Understanding assembly code when converting from unsigned char to long long

Question

Consider code c.c

void f(unsigned char *a, long long *b)
{
    *b = (long long)*a;
}

Compile it with

$ gcc -Og -S c.c

where

$ gcc --version
gcc (MinGW-W64 x86_64-posix-seh, built by Brecht Sanders) 10.2.0

and my machine is a 64-bit Windows 10.

Among other lines, I get the assembly code as follows

01 movzbl  (%rcx), %eax
02 movq    %rax, (%rdx)

My question is: Why isn't the first line written in this way

01 movzbq  (%rcx), %rax

What if the higher 32 bits of %rax originally had some non-zero bits, and were not set to zero after movzbl (%rcx), %eax ? Won't these non-zero bits (if any) get copied to (%rdx) by movq %rax, (%rdx) ?

A follow-up question is: Even the above concern is unneeded, still, why isn't the first line written in this way

01 movzbq  (%rcx), %rax

ie governed by which rule the translation from C to assembly code is done in the given way?

(I have some knowledge with C but am new to assembly code.)

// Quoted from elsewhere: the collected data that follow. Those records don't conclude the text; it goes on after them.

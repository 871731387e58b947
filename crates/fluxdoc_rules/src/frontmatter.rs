//! Frontmatter block and required field validation.

use crate::check::{CheckContext, DocCheck};
use crate::error::RuleResult;
use crate::violation::{RuleId, Violation};

const FRONTMATTER_DELIM: &str = "---";
const BOM: char = '\u{feff}';

/// Fields every page must declare as `key: "value"`.
pub const REQUIRED_FIELDS: &[&str] = &["title", "description"];

/// Why a page's frontmatter is rejected.
#[derive(Debug, Clone, PartialEq, Eq)]
pub enum FrontmatterIssue {
    /// The page does not open with `---`
    MissingBlock,
    /// The opening `---` is never closed
    Unterminated,
    /// The field has no line in the block
    MissingField(&'static str),
    /// The field is present but not a non-empty double-quoted string
    InvalidField(&'static str),
}

impl FrontmatterIssue {
    pub fn message(&self) -> String {
        match self {
            FrontmatterIssue::MissingBlock => {
                "page must start with a `---` frontmatter block".to_string()
            }
            FrontmatterIssue::Unterminated => {
                "frontmatter block is missing its closing `---`".to_string()
            }
            FrontmatterIssue::MissingField(key) => {
                format!("frontmatter is missing required field `{key}`")
            }
            FrontmatterIssue::InvalidField(key) => {
                format!("frontmatter field `{key}` must be a non-empty double-quoted string")
            }
        }
    }
}

/// The lines between the frontmatter delimiters.
#[derive(Debug, Clone, PartialEq, Eq)]
pub struct FrontmatterBlock<'a> {
    pub lines: Vec<&'a str>,
    /// 1-based line number of the closing delimiter
    pub closing_line: usize,
}

impl<'a> FrontmatterBlock<'a> {
    /// Locate the frontmatter block at the top of a page.
    pub fn parse(text: &'a str) -> Result<Self, FrontmatterIssue> {
        let text = text.strip_prefix(BOM).unwrap_or(text);
        let mut lines = text.lines();

        match lines.next() {
            Some(first) if first.trim() == FRONTMATTER_DELIM => {}
            _ => return Err(FrontmatterIssue::MissingBlock),
        }

        let mut body = Vec::new();
        for (i, line) in lines.enumerate() {
            if line.trim() == FRONTMATTER_DELIM {
                return Ok(Self {
                    lines: body,
                    closing_line: i + 2,
                });
            }
            body.push(line);
        }
        Err(FrontmatterIssue::Unterminated)
    }

    /// The raw text after `key:` on the first line declaring `key`.
    fn raw_field(&self, key: &str) -> Option<&'a str> {
        self.lines.iter().copied().find_map(|line| {
            line.trim_start()
                .strip_prefix(key)?
                .trim_start()
                .strip_prefix(':')
                .map(str::trim)
        })
    }

    /// The unquoted value of `key` if it is declared as a non-empty quoted string.
    pub fn quoted_field(&self, key: &str) -> Option<&'a str> {
        let raw = self.raw_field(key)?;
        let inner = raw.strip_prefix('"')?.strip_suffix('"')?;
        (!inner.trim().is_empty()).then_some(inner)
    }

    /// Check that every required field is present and quoted.
    pub fn validate(&self) -> Result<(), FrontmatterIssue> {
        for &key in REQUIRED_FIELDS {
            if self.quoted_field(key).is_some() {
                continue;
            }
            return Err(if self.raw_field(key).is_some() {
                FrontmatterIssue::InvalidField(key)
            } else {
                FrontmatterIssue::MissingField(key)
            });
        }
        Ok(())
    }
}

/// Validate a page's frontmatter. On failure returns the issue and the line it points at.
pub fn validate_frontmatter(text: &str) -> Result<(), (FrontmatterIssue, usize)> {
    let block = FrontmatterBlock::parse(text).map_err(|issue| (issue, 1))?;
    block.validate().map_err(|issue| (issue, block.closing_line))
}

/// Every page opens with a terminated frontmatter block declaring `title` and `description`.
pub struct FrontmatterCheck;

impl DocCheck for FrontmatterCheck {
    fn id(&self) -> RuleId {
        RuleId::Frontmatter
    }

    fn description(&self) -> &'static str {
        "pages declare quoted title and description frontmatter"
    }

    fn run(&self, ctx: &CheckContext<'_>) -> RuleResult<Vec<Violation>> {
        let violations = ctx
            .corpus
            .documents()
            .iter()
            .filter_map(|doc| {
                let (issue, line) = validate_frontmatter(&doc.raw_text).err()?;
                Some(
                    Violation::new(RuleId::Frontmatter, doc.rel_path.clone(), issue.message())
                        .at_line(line),
                )
            })
            .collect();
        Ok(violations)
    }
}

#[cfg(test)]
mod tests {
    use super::*;
    use crate::testing::Fixture;

    const VALID: &str = "---\ntitle: \"Quickstart\"\ndescription: \"Run your first script\"\n---\n\n# Quickstart\n";

    #[test]
    fn test_valid_frontmatter_passes() {
        assert_eq!(validate_frontmatter(VALID), Ok(()));
        assert_eq!(validate_frontmatter(&format!("\u{feff}{VALID}")), Ok(()));
    }

    #[test]
    fn test_removing_title_fails() {
        let text = VALID.replace("title: \"Quickstart\"\n", "");
        assert_eq!(
            validate_frontmatter(&text),
            Err((FrontmatterIssue::MissingField("title"), 3))
        );
    }

    #[test]
    fn test_removing_description_fails() {
        let text = VALID.replace("description: \"Run your first script\"\n", "");
        assert_eq!(
            validate_frontmatter(&text).unwrap_err().0,
            FrontmatterIssue::MissingField("description")
        );
    }

    #[test]
    fn test_removing_closing_delimiter_fails() {
        let text = "---\ntitle: \"Quickstart\"\ndescription: \"Run\"\n\n# Quickstart\n";
        assert_eq!(
            validate_frontmatter(text).unwrap_err().0,
            FrontmatterIssue::Unterminated
        );
    }

    #[test]
    fn test_missing_block() {
        assert_eq!(
            validate_frontmatter("# Quickstart\n").unwrap_err(),
            (FrontmatterIssue::MissingBlock, 1)
        );
        assert_eq!(
            validate_frontmatter("").unwrap_err().0,
            FrontmatterIssue::MissingBlock
        );
    }

    #[test]
    fn test_unquoted_or_empty_values_rejected() {
        let unquoted = "---\ntitle: Quickstart\ndescription: \"d\"\n---\n";
        assert_eq!(
            validate_frontmatter(unquoted).unwrap_err().0,
            FrontmatterIssue::InvalidField("title")
        );
        let empty = "---\ntitle: \"\"\ndescription: \"d\"\n---\n";
        assert_eq!(
            validate_frontmatter(empty).unwrap_err().0,
            FrontmatterIssue::InvalidField("title")
        );
    }

    #[test]
    fn test_prefixed_key_is_not_the_field() {
        let text = "---\ntitleSuffix: \"x\"\ndescription: \"d\"\n---\n";
        assert_eq!(
            validate_frontmatter(text).unwrap_err().0,
            FrontmatterIssue::MissingField("title")
        );
    }

    #[test]
    fn test_check_reports_each_broken_page() {
        let mut fixture = Fixture::new();
        fixture
            .add_doc("a.mdx", VALID)
            .add_doc("b.mdx", "# no frontmatter\n")
            .add_doc("c.mdx", "---\ntitle: \"C\"\n---\n");
        let violations = fixture.run(&FrontmatterCheck);
        assert_eq!(violations.len(), 2);
        assert_eq!(violations[0].file, "b.mdx");
        assert_eq!(violations[1].file, "c.mdx");
        assert!(violations[1].message.contains("description"));
    }
}
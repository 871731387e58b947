//! Code-fence conventions and visible line width.

use tracing::debug;

use fluxdoc_corpus::scan_lines;

use crate::check::{CheckContext, DocCheck};
use crate::error::RuleResult;
use crate::violation::{RuleId, Violation};
use crate::width::{display_width, suggest_wrap, visible_text};

/// Configured fence openers must not appear anywhere in a page.
pub struct FenceConventionCheck;

impl DocCheck for FenceConventionCheck {
    fn id(&self) -> RuleId {
        RuleId::FenceConvention
    }

    fn description(&self) -> &'static str {
        "code fences follow the language/title conventions"
    }

    fn run(&self, ctx: &CheckContext<'_>) -> RuleResult<Vec<Violation>> {
        let mut violations = Vec::new();
        for doc in ctx.corpus.documents() {
            for (number, line) in doc.numbered_lines() {
                for fence in &ctx.config.forbidden_fences {
                    if !line.contains(fence.pattern.as_str()) {
                        continue;
                    }
                    violations.push(
                        Violation::new(
                            RuleId::FenceConvention,
                            doc.rel_path.clone(),
                            format!("forbidden code fence `{}`", fence.pattern),
                        )
                        .at_line(number)
                        .with_hint(fence.hint.clone()),
                    );
                }
            }
        }
        Ok(violations)
    }
}

/// Prose lines must fit the visible width limit.
///
/// Frontmatter, code fences and table rows are exempt. A limit of zero or less
/// turns the check off.
pub struct LineWidthCheck;

impl DocCheck for LineWidthCheck {
    fn id(&self) -> RuleId {
        RuleId::LineWidth
    }

    fn description(&self) -> &'static str {
        "prose lines fit the visible width limit"
    }

    fn run(&self, ctx: &CheckContext<'_>) -> RuleResult<Vec<Violation>> {
        let Some(limit) = ctx.config.width_limit() else {
            debug!("Line width check disabled");
            return Ok(Vec::new());
        };

        let mut violations = Vec::new();
        for doc in ctx.corpus.documents() {
            for line in scan_lines(&doc.raw_text) {
                if !line.kind.is_prose() {
                    continue;
                }
                let visible = visible_text(line.text);
                let width = display_width(&visible);
                if width <= limit {
                    continue;
                }

                let suggestion = suggest_wrap(line.text, limit)
                    .into_iter()
                    .map(|l| format!("    {l}"))
                    .collect::<Vec<_>>()
                    .join("\n");
                violations.push(
                    Violation::new(
                        RuleId::LineWidth,
                        doc.rel_path.clone(),
                        format!("visible width {width} > {limit}: {visible}"),
                    )
                    .at_line(line.number)
                    .with_hint(format!(
                        "split the line at a space or punctuation mark, e.g.\n{suggestion}"
                    )),
                );
            }
        }
        Ok(violations)
    }
}
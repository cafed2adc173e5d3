use color_eyre::{eyre::eyre, Result};
use multiselect::MultiSelectOptions;
use serde::Deserialize;
use std::path::{Path, PathBuf};

#[derive(Debug, Clone, Default, Deserialize)]
#[serde(default)]
pub struct Config {
  /// Presentation options for the multi-select
  pub widget: MultiSelectOptions,
  /// Where to write the log file (defaults to the user cache directory)
  pub log_dir: Option<PathBuf>,
  pub items: ItemsConfig,
}

/// Item source for the demo. Without a path the built-in people list is used.
#[derive(Debug, Clone, Deserialize)]
#[serde(default)]
pub struct ItemsConfig {
  /// JSON file holding an array of objects
  pub path: Option<PathBuf>,
  /// Field used as identifier
  pub key_field: String,
  /// Field shown to the user and searched
  pub label_field: String,
}

impl Default for ItemsConfig {
  fn default() -> Self {
    Self {
      path: None,
      key_field: "id".to_string(),
      label_field: "name".to_string(),
    }
  }
}

impl Config {
  /// Load configuration from file.
  ///
  /// Search order:
  /// 1. Explicit path if provided
  /// 2. ./multiselect.yaml (current directory)
  /// 3. $XDG_CONFIG_HOME/multiselect/config.yaml
  ///
  /// Without any file the defaults are used.
  pub fn load(explicit_path: Option<&Path>) -> Result<Self> {
    let path = if let Some(p) = explicit_path {
      if p.exists() {
        Some(p.to_path_buf())
      } else {
        return Err(eyre!("Config file not found: {}", p.display()));
      }
    } else {
      Self::find_config_file()
    };

    match path {
      Some(p) => Self::load_from_path(&p),
      None => Ok(Self::default()),
    }
  }

  fn find_config_file() -> Option<PathBuf> {
    // Check current directory
    let local = PathBuf::from("multiselect.yaml");
    if local.exists() {
      return Some(local);
    }

    // Check XDG config directory
    if let Some(config_dir) = dirs::config_dir() {
      let xdg_path = config_dir.join("multiselect").join("config.yaml");
      if xdg_path.exists() {
        return Some(xdg_path);
      }
    }

    None
  }

  fn load_from_path(path: &Path) -> Result<Self> {
    let contents = std::fs::read_to_string(path)
      .map_err(|e| eyre!("Failed to read config file {}: {}", path.display(), e))?;

    Self::parse(&contents).map_err(|e| eyre!("Failed to parse config file {}: {}", path.display(), e))
  }

  fn parse(contents: &str) -> Result<Self> {
    let config: Config = serde_yaml::from_str(contents)?;
    config.widget.validate()?;
    Ok(config)
  }

  /// Directory for the log file
  pub fn log_dir(&self) -> PathBuf {
    self
      .log_dir
      .clone()
      .or_else(|| dirs::cache_dir().map(|d| d.join("multiselect")))
      .unwrap_or_else(|| PathBuf::from("."))
  }
}

#[cfg(test)]
mod tests {
  use super::*;

  #[test]
  fn test_parse_full() {
    let config = Config::parse(
      r#"
widget:
  can_search: false
  placeholder: Pick people
  width: 40
  height: 8
  custom_style: cyan
log_dir: /tmp/ms-logs
items:
  path: people.json
  key_field: Id
  label_field: FullName
"#,
    )
    .unwrap();

    assert!(!config.widget.can_search);
    assert_eq!(config.widget.placeholder, "Pick people");
    assert_eq!(config.widget.height, Some(8));
    assert_eq!(config.log_dir(), PathBuf::from("/tmp/ms-logs"));
    assert_eq!(config.items.path, Some(PathBuf::from("people.json")));
    assert_eq!(config.items.key_field, "Id");
    assert_eq!(config.items.label_field, "FullName");
  }

  #[test]
  fn test_parse_empty_uses_defaults() {
    let config = Config::parse("{}").unwrap();
    assert!(config.widget.can_search);
    assert_eq!(config.widget.width, 30);
    assert_eq!(config.items.key_field, "id");
    assert_eq!(config.items.label_field, "name");
    assert!(config.items.path.is_none());
  }

  #[test]
  fn test_parse_rejects_bad_color() {
    let err = Config::parse("widget:\n  custom_style: chartreuse-ish\n").unwrap_err();
    assert!(err.to_string().contains("unknown color"));
  }

  #[test]
  fn test_missing_explicit_path() {
    let err = Config::load(Some(Path::new("/nonexistent/multiselect.yaml"))).unwrap_err();
    assert!(err.to_string().contains("Config file not found"));
  }
}
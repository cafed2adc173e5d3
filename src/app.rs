use crate::event::{Event, EventHandler};
use crate::screen;
use color_eyre::Result;
use crossterm::event::{KeyCode, KeyEvent, KeyModifiers};
use crossterm::terminal::{
  disable_raw_mode, enable_raw_mode, EnterAlternateScreen, LeaveAlternateScreen,
};
use crossterm::ExecutableCommand;
use multiselect::{
  ItemAccessor, KeyResult, ListenerError, MultiSelect, MultiSelectEvent, StateChange,
};
use ratatui::prelude::*;
use std::io::stdout;
use std::time::Duration;
use tokio::sync::watch;
use tracing::{debug, info, warn};

/// Demo application: a counter next to the multi-select
pub struct App<T, A: ItemAccessor<T>> {
  select: MultiSelect<T, A>,

  /// Clicks counted with `+`
  count: u32,

  /// Labels of the selected items, as last reported by the listener
  selected: Vec<String>,

  /// Message shown in the status bar
  status: Option<String>,

  /// Widget state changes, used to decide when to redraw
  changes: watch::Receiver<StateChange>,

  events: EventHandler,

  /// Whether to quit
  should_quit: bool,
}

impl<T, A> App<T, A>
where
  T: Clone + 'static,
  A: ItemAccessor<T> + Clone + 'static,
{
  pub fn new(mut select: MultiSelect<T, A>) -> Self {
    let events = EventHandler::new();

    // Report selection changes through the event stream
    let tx = events.sender();
    let accessor = select.controller().accessor().clone();
    select
      .controller_mut()
      .on_selection_changed(move |selected: &[T]| {
        let labels = selected.iter().map(|item| accessor.label(item)).collect();
        tx.send(Event::SelectionChanged(labels))
          .map_err(|e| Box::new(e) as ListenerError)
      });

    let changes = select.controller().subscribe();

    Self {
      select,
      count: 0,
      selected: Vec::new(),
      status: None,
      changes,
      events,
      should_quit: false,
    }
  }

  pub async fn run(&mut self) -> Result<()> {
    // Setup terminal
    enable_raw_mode()?;
    stdout().execute(EnterAlternateScreen)?;
    let mut terminal = Terminal::new(CrosstermBackend::new(stdout()))?;

    self.events.start(Duration::from_millis(250));

    // Main loop
    let mut dirty = true;
    while !self.should_quit {
      if dirty || self.changes.has_changed().unwrap_or(false) {
        let revision = self.changes.borrow_and_update().revision;
        debug!(revision, "Redrawing");
        terminal.draw(|frame| screen::draw(frame, self))?;
      }

      // Handle events
      match self.events.next().await {
        Some(event) => dirty = self.handle_event(event),
        None => break,
      }
    }

    // Cleanup terminal
    disable_raw_mode()?;
    stdout().execute(LeaveAlternateScreen)?;

    Ok(())
  }

  /// Handle one event. Returns whether app-level state changed.
  fn handle_event(&mut self, event: Event) -> bool {
    match event {
      Event::Key(key) => self.handle_key(key),
      Event::Tick => false,
      Event::SelectionChanged(labels) => {
        info!("Selected items: {}", labels.join(", "));
        self.selected = labels;
        true
      }
    }
  }

  fn handle_key(&mut self, key: KeyEvent) -> bool {
    if key.code == KeyCode::Char('c') && key.modifiers.contains(KeyModifiers::CONTROL) {
      self.should_quit = true;
      return true;
    }

    // Keys for the app only apply while the dropdown is closed
    if !self.select.controller().is_open() {
      match key.code {
        KeyCode::Char('q') => {
          self.should_quit = true;
          return true;
        }
        KeyCode::Char('+') => {
          self.count += 1;
          return true;
        }
        _ => {}
      }
    }

    match self.select.handle_key(key) {
      Ok(result) => {
        if let KeyResult::Event(event) = &result {
          self.status = Some(describe(event));
        }
        result.is_handled()
      }
      Err(e) => {
        warn!("Multi-select error: {}", e);
        self.status = Some(e.to_string());
        true
      }
    }
  }

  // Accessors for UI rendering

  pub fn select(&self) -> &MultiSelect<T, A> {
    &self.select
  }

  pub fn count(&self) -> u32 {
    self.count
  }

  pub fn selected(&self) -> &[String] {
    &self.selected
  }

  pub fn status(&self) -> Option<&str> {
    self.status.as_deref()
  }
}

fn describe(event: &MultiSelectEvent) -> String {
  match event {
    MultiSelectEvent::Opened => "Opened".to_string(),
    MultiSelectEvent::Closed => "Closed".to_string(),
    MultiSelectEvent::Toggled { label, selected } => {
      if *selected {
        format!("Selected {}", label)
      } else {
        format!("Deselected {}", label)
      }
    }
    MultiSelectEvent::Removed { label } => format!("Removed {}", label),
    MultiSelectEvent::FilterChanged(query) if query.is_empty() => "Search cleared".to_string(),
    MultiSelectEvent::FilterChanged(query) => format!("Searching '{}'", query),
  }
}
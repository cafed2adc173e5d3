//! Searchable multi-select dropdown for terminal UIs.
//!
//! [`selection::SelectionController`] holds the selection state and can back
//! any presentation layer; [`ui::components::MultiSelect`] renders it with
//! ratatui and drives it from crossterm key events.

pub mod error;
pub mod selection;
pub mod ui;

pub use error::{ListenerError, SelectError};
pub use selection::accessor::{FnAccessor, ItemAccessor, JsonFields};
pub use selection::{ChangeKind, SelectionController, StateChange};
pub use ui::components::{KeyResult, MultiSelect, MultiSelectEvent};
pub use ui::options::MultiSelectOptions;
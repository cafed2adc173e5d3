/// Generic result type for component key handling.
///
/// Components report whether they consumed a key and, if so, whether the
/// parent has an event to react to.
#[derive(Debug, Clone, PartialEq, Eq)]
pub enum KeyResult<T> {
  /// Key was consumed, no event for parent to handle
  Handled,
  /// Key was consumed, here's an event for parent to process
  Event(T),
  /// Key was not consumed, parent should try next handler
  NotHandled,
}

impl<T> KeyResult<T> {
  pub fn is_handled(&self) -> bool {
    !matches!(self, KeyResult::NotHandled)
  }

  /// Map the event payload, keeping handled/not-handled as is
  pub fn map<U>(self, f: impl FnOnce(T) -> U) -> KeyResult<U> {
    match self {
      KeyResult::Handled => KeyResult::Handled,
      KeyResult::Event(e) => KeyResult::Event(f(e)),
      KeyResult::NotHandled => KeyResult::NotHandled,
    }
  }
}
use thiserror::Error;

/// Error type returned by selection listeners.
pub type ListenerError = Box<dyn std::error::Error + Send + Sync + 'static>;

/// Errors raised by the selection controller and the multi-select component.
#[derive(Error, Debug)]
pub enum SelectError {
  /// A designated field is empty or does not resolve on an item,
  /// or a presentation option is invalid
  #[error("Configuration error: {0}")]
  Configuration(String),

  /// No item exists at the requested position of the filtered view
  #[error("No item at index {index} (filtered view has {len} items)")]
  InvalidItem { index: usize, len: usize },

  /// The selection listener failed. The selection was already updated.
  #[error("Selection listener failed: {0}")]
  SelectionChange(#[source] ListenerError),
}

pub type Result<T> = std::result::Result<T, SelectError>;
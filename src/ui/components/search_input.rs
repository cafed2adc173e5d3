use super::input::{InputResult, TextInput};
use super::KeyResult;
use crossterm::event::KeyEvent;
use ratatui::prelude::*;

/// Events emitted by search input that parent needs to handle
#[derive(Debug, Clone, PartialEq, Eq)]
pub enum SearchEvent {
  /// Search query changed (emitted on each edit)
  Changed(String),
}

/// Search line shown at the top of the dropdown
#[derive(Debug, Clone, Default)]
pub struct SearchInput {
  input: TextInput,
  placeholder: String,
}

impl SearchInput {
  pub fn new(placeholder: impl Into<String>) -> Self {
    Self {
      input: TextInput::new(),
      placeholder: placeholder.into(),
    }
  }

  /// Get the current search query
  pub fn query(&self) -> &str {
    self.input.value()
  }

  pub fn clear(&mut self) {
    self.input.clear();
  }

  /// Handle an editing key.
  /// Enter and Esc are left to the parent.
  pub fn handle_key(&mut self, key: KeyEvent) -> KeyResult<SearchEvent> {
    match self.input.handle_key(key) {
      InputResult::Edited => KeyResult::Event(SearchEvent::Changed(self.input.value().to_string())),
      InputResult::Moved => KeyResult::Handled,
      InputResult::Submitted(_) | InputResult::Cancelled | InputResult::NotHandled => {
        KeyResult::NotHandled
      }
    }
  }

  /// Build the search line, with a block cursor when focused
  pub fn line(&self, focused: bool, accent: Color) -> Line<'_> {
    let prompt = Span::styled("/ ", Style::default().fg(accent));

    if self.input.is_empty() && !focused {
      return Line::from(vec![
        prompt,
        Span::styled(self.placeholder.as_str(), Style::default().fg(Color::DarkGray)),
      ]);
    }

    let value = self.input.value();
    let split = value
      .char_indices()
      .nth(self.input.cursor_position())
      .map(|(i, _)| i)
      .unwrap_or(value.len());
    let (before, rest) = value.split_at(split);

    let mut spans = vec![prompt, Span::raw(before)];
    if focused {
      let mut chars = rest.chars();
      let under = chars.next().map(String::from).unwrap_or_else(|| " ".to_string());
      spans.push(Span::styled(under, Style::default().add_modifier(Modifier::REVERSED)));
      spans.push(Span::raw(chars.as_str()));
    } else {
      spans.push(Span::raw(rest));
    }

    if self.input.is_empty() {
      spans.push(Span::styled(self.placeholder.as_str(), Style::default().fg(Color::DarkGray)));
    }
    Line::from(spans)
  }
}
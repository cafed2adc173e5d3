//! Projections from an item to its key and its display label.

use crate::error::{Result, SelectError};
use serde_json::Value;
use std::fmt::Debug;
use std::rc::Rc;

/// Trait for reading the identifier and display label of an item.
///
/// The key decides equality and selection membership, the label is what the
/// user sees and what search text is matched against.
pub trait ItemAccessor<T> {
  /// Identifier type; two items with equal keys are the same selection entry
  type Key: PartialEq + Clone + Debug;

  /// Identifier of the item
  fn key(&self, item: &T) -> Self::Key;

  /// Display label of the item
  fn label(&self, item: &T) -> String;

  /// Check that every item can be read by this accessor.
  /// Typed accessors cannot fail, so the default accepts everything.
  fn validate(&self, _items: &[T]) -> Result<()> {
    Ok(())
  }
}

/// Accessor built from a pair of closures.
pub struct FnAccessor<T, K> {
  key: Rc<dyn Fn(&T) -> K>,
  label: Rc<dyn Fn(&T) -> String>,
}

impl<T, K> FnAccessor<T, K> {
  pub fn new<F, G>(key: F, label: G) -> Self
  where
    F: Fn(&T) -> K + 'static,
    G: Fn(&T) -> String + 'static,
  {
    Self {
      key: Rc::new(key),
      label: Rc::new(label),
    }
  }
}

impl<T, K> Clone for FnAccessor<T, K> {
  fn clone(&self) -> Self {
    Self {
      key: Rc::clone(&self.key),
      label: Rc::clone(&self.label),
    }
  }
}

impl<T, K: PartialEq + Clone + Debug> ItemAccessor<T> for FnAccessor<T, K> {
  type Key = K;

  fn key(&self, item: &T) -> K {
    (self.key)(item)
  }

  fn label(&self, item: &T) -> String {
    (self.label)(item)
  }
}

/// Accessor for JSON records that designates the key and label by field name.
///
/// Used when items come from a data file and their shape is only known at
/// runtime. `validate` rejects item lists where a field is missing.
#[derive(Debug, Clone, PartialEq, Eq)]
pub struct JsonFields {
  key_field: String,
  label_field: String,
}

impl JsonFields {
  pub fn new(key_field: impl Into<String>, label_field: impl Into<String>) -> Result<Self> {
    let key_field = key_field.into();
    let label_field = label_field.into();

    if key_field.trim().is_empty() {
      return Err(SelectError::Configuration(
        "identifier field name must not be empty".to_string(),
      ));
    }
    if label_field.trim().is_empty() {
      return Err(SelectError::Configuration(
        "display field name must not be empty".to_string(),
      ));
    }

    Ok(Self {
      key_field,
      label_field,
    })
  }

  pub fn key_field(&self) -> &str {
    &self.key_field
  }

  pub fn label_field(&self) -> &str {
    &self.label_field
  }

  fn check_field(field: &str, index: usize, item: &Value) -> Result<()> {
    match item.get(field) {
      Some(_) => Ok(()),
      None => Err(SelectError::Configuration(format!(
        "field '{}' not found on item {}",
        field, index
      ))),
    }
  }
}

impl ItemAccessor<Value> for JsonFields {
  type Key = Value;

  fn key(&self, item: &Value) -> Value {
    item.get(&self.key_field).cloned().unwrap_or(Value::Null)
  }

  fn label(&self, item: &Value) -> String {
    match item.get(&self.label_field) {
      Some(Value::String(s)) => s.clone(),
      Some(Value::Null) | None => String::new(),
      Some(other) => other.to_string(),
    }
  }

  fn validate(&self, items: &[Value]) -> Result<()> {
    for (index, item) in items.iter().enumerate() {
      Self::check_field(&self.key_field, index, item)?;
      Self::check_field(&self.label_field, index, item)?;
    }
    Ok(())
  }
}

Update: Would like to make some clarification after I read the comments (appreciate all of them). A comment says the function is unnecessary, and I may just do that assignment. That is right. As another comment rightly puts, this is a pared-down example. What I want to understand is simply why the C-to-assembly translation happens this way when casting a unsigned char to long long .

Answer 1

movzbl 1) zero extends to 32 bit ('z'), and 2) zero extends to 64 bit (32 bit operands are implicitly “zero extended”) for %eax .

32-bit instruction movzbl 's encoding is shorter than the 64-bit instruction movzbq 's encoding.